> REQUIREMENT: Lines before the one containing "This crate provides" are excluded; reproduce that line and all lines after it in the entries below, exactly.

------------------------------------------------------------------------

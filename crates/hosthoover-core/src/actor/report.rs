//! `RunReportActor`: Single owner of a run's outcomes
//!
//! Session tasks send their terminal outcome here; the actor rejects a second
//! outcome for the same target and builds the `RunReport` on `Finalize`.

use chrono::{DateTime, Local};
use kameo::actor::{ActorRef, WeakActorRef};
use kameo::error::ActorStopReason;
use kameo::message::{Context, Message};
use kameo::prelude::*;
use tracing::{debug, info, warn};

use crate::error::CoreError;
use crate::message::{Finalize, GetProgress, RecordOutcome, RunProgress};
use crate::outcome::SessionOutcome;
use crate::report::{ReportEntry, RunReport};
use crate::target::Target;

/// Arguments for spawning a `RunReportActor`
pub struct RunReportActorArgs {
    /// Run identifier
    pub run_id: String,
    /// Run start time
    pub started_at: DateTime<Local>,
    /// Every target of the run, in order
    pub targets: Vec<Target>,
}

struct Recorded {
    outcome: SessionOutcome,
    hostname: Option<String>,
    path: Option<std::path::PathBuf>,
}

/// Aggregates outcomes for one run
pub struct RunReportActor {
    run_id: String,
    started_at: DateTime<Local>,
    targets: Vec<Target>,
    slots: Vec<Option<Recorded>>,
    finalized: bool,
}

impl RunReportActor {
    fn recorded(&self) -> usize {
        self.slots.iter().filter(|slot| slot.is_some()).count()
    }
}

impl Actor for RunReportActor {
    type Args = RunReportActorArgs;
    type Error = CoreError;

    async fn on_start(args: Self::Args, actor_ref: ActorRef<Self>) -> Result<Self, Self::Error> {
        debug!(run = %args.run_id, id = %actor_ref.id(), targets = args.targets.len(), "RunReportActor starting");

        let slots = args.targets.iter().map(|_| None).collect();
        Ok(Self {
            run_id: args.run_id,
            started_at: args.started_at,
            targets: args.targets,
            slots,
            finalized: false,
        })
    }

    async fn on_stop(
        &mut self,
        _actor_ref: WeakActorRef<Self>,
        reason: ActorStopReason,
    ) -> Result<(), Self::Error> {
        debug!(run = %self.run_id, reason = ?reason, "RunReportActor stopping");
        Ok(())
    }
}

// ============================================================================
// Message Handlers
// ============================================================================

impl Message<RecordOutcome> for RunReportActor {
    type Reply = Result<(), CoreError>;

    async fn handle(
        &mut self,
        msg: RecordOutcome,
        _ctx: &mut Context<Self, Self::Reply>,
    ) -> Self::Reply {
        if self.finalized {
            return Err(CoreError::ReportFinalized);
        }
        let target = self
            .targets
            .get(msg.index)
            .ok_or(CoreError::UnknownTarget(msg.index))?;
        let slot = &mut self.slots[msg.index];
        if slot.is_some() {
            warn!(host = %target.addr(), "duplicate outcome rejected");
            return Err(CoreError::OutcomeAlreadyRecorded(target.addr().to_string()));
        }

        debug!(host = %target.addr(), status = %msg.outcome.kind(), "outcome recorded");
        *slot = Some(Recorded {
            outcome: msg.outcome,
            hostname: msg.hostname,
            path: msg.path,
        });
        Ok(())
    }
}

impl Message<GetProgress> for RunReportActor {
    type Reply = RunProgress;

    async fn handle(
        &mut self,
        _msg: GetProgress,
        _ctx: &mut Context<Self, Self::Reply>,
    ) -> Self::Reply {
        RunProgress {
            recorded: self.recorded(),
            total: self.targets.len(),
        }
    }
}

impl Message<Finalize> for RunReportActor {
    type Reply = Result<RunReport, CoreError>;

    async fn handle(&mut self, msg: Finalize, _ctx: &mut Context<Self, Self::Reply>) -> Self::Reply {
        if self.finalized {
            return Err(CoreError::ReportFinalized);
        }
        self.finalized = true;

        let slots = std::mem::take(&mut self.slots);
        let entries: Vec<ReportEntry> = self
            .targets
            .iter()
            .zip(slots)
            .enumerate()
            .map(|(index, (target, slot))| match slot {
                Some(recorded) => ReportEntry {
                    target: target.clone(),
                    outcome: recorded.outcome,
                    hostname: recorded.hostname,
                    path: recorded.path,
                },
                None => {
                    let dispatched = msg.dispatched.get(index).copied().unwrap_or(false);
                    let outcome = if dispatched {
                        warn!(host = %target.addr(), "session ended without an outcome");
                        SessionOutcome::PermanentError {
                            reason: "session ended without recording an outcome".into(),
                            attempts: 0,
                        }
                    } else {
                        SessionOutcome::NotDispatched
                    };
                    ReportEntry {
                        target: target.clone(),
                        outcome,
                        hostname: None,
                        path: None,
                    }
                }
            })
            .collect();

        let report = RunReport::new(self.run_id.clone(), self.started_at, entries, msg.partial);
        let counts = report.counts();
        info!(
            run = %self.run_id,
            total = counts.total,
            attempted = counts.attempted,
            succeeded = counts.succeeded,
            failed = counts.failed,
            unreachable = counts.unreachable,
            partial = msg.partial,
            "run report finalized"
        );
        Ok(report)
    }
}

#[cfg(test)]
mod tests {
    use std::sync::Arc;
    use std::time::Duration;

    use hosthoover_exec::Auth;
    use kameo::actor::Spawn;

    use super::*;
    use crate::target::{Credentials, DeviceType};

    fn targets(n: u8) -> Vec<Target> {
        let credentials = Arc::new(Credentials::new("u", Auth::Password("p".into())));
        (1..=n)
            .map(|i| {
                Target::new(
                    format!("10.0.0.{i}").parse().unwrap(),
                    DeviceType::CiscoIos,
                    Arc::clone(&credentials),
                )
            })
            .collect()
    }

    fn spawn(n: u8) -> ActorRef<RunReportActor> {
        RunReportActor::spawn(RunReportActorArgs {
            run_id: "test-run".into(),
            started_at: Local::now(),
            targets: targets(n),
        })
    }

    fn success() -> SessionOutcome {
        SessionOutcome::Success {
            content: "hostname r1".into(),
            elapsed: Duration::from_millis(1),
            attempts: 1,
        }
    }

    fn record(index: usize, outcome: SessionOutcome) -> RecordOutcome {
        RecordOutcome {
            index,
            outcome,
            hostname: None,
            path: None,
        }
    }

    #[tokio::test]
    async fn test_duplicate_outcome_rejected() {
        let actor = spawn(2);
        actor.ask(record(0, success())).await.unwrap();

        let second = actor.ask(record(0, SessionOutcome::Unreachable)).await;
        assert!(second.is_err());

        let progress = actor.ask(GetProgress).await.unwrap();
        assert_eq!(progress, RunProgress { recorded: 1, total: 2 });
    }

    #[tokio::test]
    async fn test_unknown_index_rejected() {
        let actor = spawn(1);
        assert!(actor.ask(record(5, success())).await.is_err());
    }

    #[tokio::test]
    async fn test_finalize_fills_missing_targets() {
        let actor = spawn(3);
        actor.ask(record(0, success())).await.unwrap();

        let report = actor
            .ask(Finalize {
                dispatched: vec![true, true, false],
                partial: true,
            })
            .await
            .unwrap();

        let kinds: Vec<_> = report.entries().iter().map(|e| e.outcome.kind()).collect();
        assert_eq!(
            kinds,
            vec![
                crate::outcome::OutcomeKind::Success,
                crate::outcome::OutcomeKind::PermanentError,
                crate::outcome::OutcomeKind::NotDispatched,
            ]
        );
        assert!(report.is_partial());
        assert_eq!(report.counts().attempted, 2);
    }

    #[tokio::test]
    async fn test_no_records_after_finalize() {
        let actor = spawn(1);
        actor
            .ask(Finalize {
                dispatched: vec![false],
                partial: false,
            })
            .await
            .unwrap();
        assert!(actor.ask(record(0, success())).await.is_err());
    }
}
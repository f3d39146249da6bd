//! API middleware.

use std::net::{IpAddr, SocketAddr};
use std::num::NonZeroU32;
use std::sync::Arc;
use std::time::Instant;

use axum::body::Body;
use axum::extract::{ConnectInfo, State};
use axum::http::{header, HeaderName, HeaderValue, Method, Request, Response, StatusCode};
use axum::middleware::Next;
use axum::response::IntoResponse;
use governor::{DefaultKeyedRateLimiter, Quota, RateLimiter};
use tower_http::cors::{Any, CorsLayer};
use tracing::{info, warn, Span};
use uuid::Uuid;

use crate::metrics;

/// Maximum number of client IPs tracked before stale entries are pruned.
const MAX_RATE_LIMITER_ENTRIES: usize = 10_000;

const REQUEST_ID_HEADER: &str = "x-request-id";

/// Per-IP rate limiter.
pub struct IpRateLimiter {
    limiter: DefaultKeyedRateLimiter<IpAddr>,
}

impl IpRateLimiter {
    /// Create a limiter allowing `requests_per_second` with the given burst.
    pub fn new(requests_per_second: u32, burst: u32) -> Self {
        let rate = NonZeroU32::new(requests_per_second).unwrap_or(NonZeroU32::MIN);
        let burst = NonZeroU32::new(burst).unwrap_or(rate);
        let quota = Quota::per_second(rate).allow_burst(burst);
        Self {
            limiter: RateLimiter::keyed(quota),
        }
    }

    /// Returns true if the request from `ip` is allowed.
    pub fn check(&self, ip: IpAddr) -> bool {
        if self.limiter.len() > MAX_RATE_LIMITER_ENTRIES {
            self.limiter.retain_recent();
            self.limiter.shrink_to_fit();
            warn!(
                remaining = self.limiter.len(),
                "Rate limiter exceeded capacity, pruned idle clients"
            );
        }
        self.limiter.check_key(&ip).is_ok()
    }
}

/// Create CORS layer.
pub fn cors_layer(origins: &[String]) -> CorsLayer {
    if origins.iter().any(|o| o == "*") {
        // Wildcard origin: no credentials allowed
        CorsLayer::new()
            .allow_methods(Any)
            .allow_headers(Any)
            .expose_headers(Any)
            .allow_origin(Any)
            .max_age(std::time::Duration::from_secs(600))
    } else {
        // tower-http panics if credentials are combined with wildcard headers
        let origins: Vec<HeaderValue> = origins.iter().filter_map(|o| o.parse().ok()).collect();

        CorsLayer::new()
            .allow_methods([Method::GET, Method::POST, Method::OPTIONS])
            .allow_headers([
                header::AUTHORIZATION,
                header::CONTENT_TYPE,
                header::ACCEPT,
                header::ORIGIN,
            ])
            .expose_headers([header::CONTENT_LENGTH, header::CONTENT_TYPE])
            .allow_credentials(true)
            .allow_origin(origins)
            .max_age(std::time::Duration::from_secs(600))
    }
}

/// Security headers middleware.
pub async fn security_headers(request: Request<Body>, next: Next) -> Response<Body> {
    const HEADERS: [(&str, &str); 6] = [
        ("x-content-type-options", "nosniff"),
        ("x-frame-options", "DENY"),
        ("referrer-policy", "strict-origin-when-cross-origin"),
        ("strict-transport-security", "max-age=31536000; includeSubDomains"),
        ("cross-origin-resource-policy", "same-origin"),
        ("x-permitted-cross-domain-policies", "none"),
    ];

    let mut response = next.run(request).await;
    let headers = response.headers_mut();
    for (name, value) in HEADERS {
        headers.insert(HeaderName::from_static(name), HeaderValue::from_static(value));
    }

    response
}

/// Request ID middleware.
pub async fn request_id(mut request: Request<Body>, next: Next) -> Response<Body> {
    let request_id = request
        .headers()
        .get(REQUEST_ID_HEADER)
        .and_then(|v| v.to_str().ok())
        .filter(|s| !s.is_empty())
        .map(|s| s.to_string())
        .unwrap_or_else(|| Uuid::new_v4().to_string());

    request.extensions_mut().insert(request_id.clone());
    Span::current().record("request_id", request_id.as_str());

    let mut response = next.run(request).await;

    if let Ok(value) = HeaderValue::from_str(&request_id) {
        response.headers_mut().insert(REQUEST_ID_HEADER, value);
    }

    response
}

/// Request logging middleware.
pub async fn request_logging(request: Request<Body>, next: Next) -> Response<Body> {
    let method = request.method().clone();
    let uri = request.uri().clone();
    let start = Instant::now();

    let response = next.run(request).await;

    // Skip health check logging
    if uri.path() != "/health" && uri.path() != "/healthz" {
        info!(
            method = %method,
            uri = %uri,
            status = %response.status(),
            duration_ms = %start.elapsed().as_millis(),
            "Request completed"
        );
    }

    response
}

/// Rate limiting middleware keyed by client IP.
///
/// Requests whose client IP cannot be determined are let through.
pub async fn rate_limit_middleware(
    State(rate_limiter): State<Arc<IpRateLimiter>>,
    request: Request<Body>,
    next: Next,
) -> Response<Body> {
    if let Some(ip) = extract_client_ip(&request) {
        if !rate_limiter.check(ip) {
            warn!(ip = %ip, "Rate limit exceeded");
            metrics::record_rate_limit_hit(request.uri().path());
            return (
                StatusCode::TOO_MANY_REQUESTS,
                [(header::RETRY_AFTER, "1")],
                "Rate limit exceeded. Please try again later.",
            )
                .into_response();
        }
    }

    next.run(request).await
}

/// Extract client IP from proxy headers or connection info.
fn extract_client_ip(request: &Request<Body>) -> Option<IpAddr> {
    let header_ip = |name: &str| -> Option<IpAddr> {
        request
            .headers()
            .get(name)
            .and_then(|v| v.to_str().ok())
            .and_then(|s| s.split(',').next())
            .and_then(|s| s.trim().parse().ok())
    };

    header_ip("X-Forwarded-For")
        .or_else(|| header_ip("X-Real-IP"))
        .or_else(|| {
            request
                .extensions()
                .get::<ConnectInfo<SocketAddr>>()
                .map(|ci| ci.0.ip())
        })
}
//! Shared data models for the continuity QA service.
//!
//! This crate provides Serde-serializable types for:
//! - Continuity analysis results produced by the scorer
//! - Discontinuity issues between adjacent frames
//! - Demo mock payloads (kept apart from real scorer output)

pub mod analysis;
pub mod demo;

// Re-export common types
pub use analysis::{AnalysisResult, Issue, IssueType, FRAMES_FIELD};
pub use demo::{
    ColorDelta, DemoAnalysis, DemoIssue, DemoIssueType, DemoMetrics, IssueLocation, Severity,
};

------------------------------------------------------------------------

> WRITTEN SOLUTION:
//! This crate provides Serde-serializable types for:
//! - Continuity analysis results produced by the scorer
//! - Discontinuity issues between adjacent frames
//! - Demo mock payloads (kept apart from real scorer output)

pub mod analysis;
pub mod demo;

// Re-export common types
pub use analysis::{AnalysisResult, Issue, IssueType, FRAMES_FIELD};
pub use demo::{
    ColorDelta, DemoAnalysis, DemoIssue, DemoIssueType, DemoMetrics, IssueLocation, Severity,
};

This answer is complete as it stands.